Kix took a deep breath and straightened up from the bench, the kid- Finn, his name was Finn- was still staring with a mix of determination and panic, and Kix sketched his own salute, a sad smile flitting over his face.
“Hello Finn, I’m CT-6116, named Kix, of the 501st Battalion.” Finn’s eyes were wide and amazed as he slumped back on heels, looking as if a strong wind would blow him over.
“I never knew there were more,” came the whisper from the Finn. “You were First Order too?”
That sad smile came back, and Kix looked at this kid, this soldier, this trooper who never should have grown up without a name, never should have felt kinship with an old relic like him.
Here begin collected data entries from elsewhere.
// Copyright 2023 Google LLC
//
// Licensed under the Apache License, Version 2.0 (the "License");
// you may not use this file except in compliance with the License.
// You may obtain a copy of the License at
//
//     https://www.apache.org/licenses/LICENSE-2.0
//
// Unless required by applicable law or agreed to in writing, software
// distributed under the License is distributed on an "AS IS" BASIS,
// WITHOUT WARRANTIES OR CONDITIONS OF ANY KIND, either express or implied.
// See the License for the specific language governing permissions and
// limitations under the License.

use btleplug::api::CentralState;

use crate::common::{AdapterState, BluetoothError};

impl From<btleplug::Error> for BluetoothError {
    fn from(err: btleplug::Error) -> Self {
        match err {
            btleplug::Error::PermissionDenied => {
                BluetoothError::PermissionDenied(err.to_string())
            }
            btleplug::Error::DeviceNotFound
            | btleplug::Error::NoSuchCharacteristic => {
                BluetoothError::NotFound(err.to_string())
            }
            btleplug::Error::NotConnected => {
                BluetoothError::FailedPrecondition(err.to_string())
            }
            btleplug::Error::NotSupported(what) => {
                BluetoothError::NotSupported(what)
            }
            btleplug::Error::TimedOut(after) => {
                BluetoothError::Timeout(format!("after {:?}", after))
            }
            _ => BluetoothError::System(err.to_string()),
        }
    }
}

impl From<CentralState> for AdapterState {
    fn from(state: CentralState) -> Self {
        match state {
            CentralState::PoweredOn => AdapterState::PoweredOn,
            CentralState::PoweredOff => AdapterState::PoweredOff,
            _ => AdapterState::Unknown,
        }
    }
}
“No, I wasn’t First Order. I was with the Grand Army of the Republic, during the Clone Wars. There was a mission, and I got captured and frozen in carbonite, then I wake up and it’s been 50 years, and my General’s kid is still fighting a war,” Kix looked away a bit at that, “I suppose I’ve always been a soldier and here was a war, how could I not join her?”
“Your general- wait, 50 years?”
“Yeah, 50 years in carbonite, let me tell you, not really that fun.”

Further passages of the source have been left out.